**EXERCISE PROMPT:** Restate word for word the lines that begin the listing and end with the line holding "next session. Input".

╔══

//! The booking wizard as an explicit state machine.
//!
//! A [`Session`] carries the current [`Step`] and the [`Ticket`] being built.
//! [`transition`] applies one [`Event`] and returns the next session. Input
//! that fails a step's check, or an event aimed at another step, hands the
//! session back unchanged: the wizard never reports validation errors.

use rand::Rng;
use tracing::debug;

use crate::schema::BusColor;
use crate::ticket::Ticket;

/// Number of steps that collect or confirm data; the ticket display comes after.
pub const FORM_STEPS: u8 = 8;

#[repr(u8)]
#[derive(Debug, Clone, Copy, PartialEq, Eq)]
pub enum Step {
    BusColor = 1,
    BusNumber = 2,
    BusRoute = 3,
    StartingStop = 4,
    EndingStop = 5,
    Fare = 6,
    TicketCount = 7,
    Confirm = 8,
    Display = 9,
}

impl Step {
    pub fn number(self) -> u8 {
        self as u8
    }

    pub fn next(self) -> Step {
        match self {
            Step::BusColor => Step::BusNumber,
            Step::BusNumber => Step::BusRoute,
            Step::BusRoute => Step::StartingStop,
            Step::StartingStop => Step::EndingStop,
            Step::EndingStop => Step::Fare,
            Step::Fare => Step::TicketCount,
            Step::TicketCount => Step::Confirm,
            Step::Confirm => Step::Display,
            Step::Display => Step::BusColor,
        }
    }

    /// The step `Back` returns to, if any.
    pub fn prev(self) -> Option<Step> {
        match self {
            Step::BusColor | Step::Display => None,
            Step::BusNumber => Some(Step::BusColor),
            Step::BusRoute => Some(Step::BusNumber),
            Step::StartingStop => Some(Step::BusRoute),
            Step::EndingStop => Some(Step::StartingStop),
            Step::Fare => Some(Step::EndingStop),
            Step::TicketCount => Some(Step::Fare),
            Step::Confirm => Some(Step::TicketCount),
        }
    }
}

#[derive(Debug, Clone, PartialEq)]
pub enum Event {
    ChooseColor(BusColor),
    EnterBusNumber(String),
    EnterRoute(String),
    EnterStartingStop(String),
    EnterEndingStop(String),
    EnterFare(f64),
    SelectTicketCount(i64),
    Confirm,
    Back,
    BookAnother,
}

/// Per-user booking context.
#[derive(Debug, Clone, PartialEq)]
pub struct Session {
    step: Step,
    ticket: Ticket,
}

impl Default for Session {
    fn default() -> Self {
        Session::new()
    }
}

impl Session {
    pub fn new() -> Self {
        Session {
            step: Step::BusColor,
            ticket: Ticket::default(),
        }
    }

    pub fn step(&self) -> Step {
        self.step
    }

    pub fn ticket(&self) -> &Ticket {
        &self.ticket
    }

    pub fn reset(&mut self) {
        *self = Session::new();
    }

    /// Apply one event in place. Returns whether the step changed.
    pub fn apply<R: Rng>(&mut self, event: Event, rng: &mut R) -> bool {
        let from = self.step;
        let accepted = match (from, event) {
            (_, Event::Back) => match from.prev() {
                Some(prev) => {
                    self.step = prev;
                    return self.log_move(from);
                }
                None => false,
            },
            (Step::BusColor, Event::ChooseColor(color)) => {
                self.ticket.bus_color = Some(color);
                true
            }
            (Step::BusNumber, Event::EnterBusNumber(number)) => match filled(number) {
                Some(number) => {
                    self.ticket.bus_number = number.to_uppercase();
                    true
                }
                None => false,
            },
            (Step::BusRoute, Event::EnterRoute(route)) => match filled(route) {
                Some(route) => {
                    self.ticket.bus_route = route;
                    true
                }
                None => false,
            },
            (Step::StartingStop, Event::EnterStartingStop(stop)) => match filled(stop) {
                Some(stop) => {
                    self.ticket.starting_stop = stop;
                    true
                }
                None => false,
            },
            (Step::EndingStop, Event::EnterEndingStop(stop)) => match filled(stop) {
                Some(stop) => {
                    self.ticket.ending_stop = stop;
                    true
                }
                None => false,
            },
            (Step::Fare, Event::EnterFare(fare)) => {
                if fare.is_finite() && fare > 0.0 {
                    self.ticket.fare = fare;
                    true
                } else {
                    false
                }
            }
            (Step::TicketCount, Event::SelectTicketCount(count)) => {
                self.ticket.set_ticket_count(count);
                true
            }
            (Step::Confirm, Event::Confirm) => self.ticket.finalize(rng),
            (Step::Display, Event::BookAnother) => {
                self.reset();
                return self.log_move(from);
            }
            (_, event) => {
                debug!(step = from.number(), ?event, "event does not belong to this step");
                false
            }
        };

        if !accepted {
            debug!(step = from.number(), "input rejected");
            return false;
        }

        self.step = from.next();
        self.log_move(from)
    }

    fn log_move(&self, from: Step) -> bool {
        debug!(from = from.number(), to = self.step.number(), "step changed");
        true
    }
}

fn filled(text: String) -> Option<String> {
    (!text.is_empty()).then_some(text)
}

/// Pure form of [`Session::apply`].
pub fn transition<R: Rng>(mut session: Session, event: Event, rng: &mut R) -> Session {
    session.apply(event, rng);
    session
}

╚══

**WRITTEN ANSWER:**
//! The booking wizard as an explicit state machine.
//!
//! A [`Session`] carries the current [`Step`] and the [`Ticket`] being built.
//! [`transition`] applies one [`Event`] and returns the next session. Input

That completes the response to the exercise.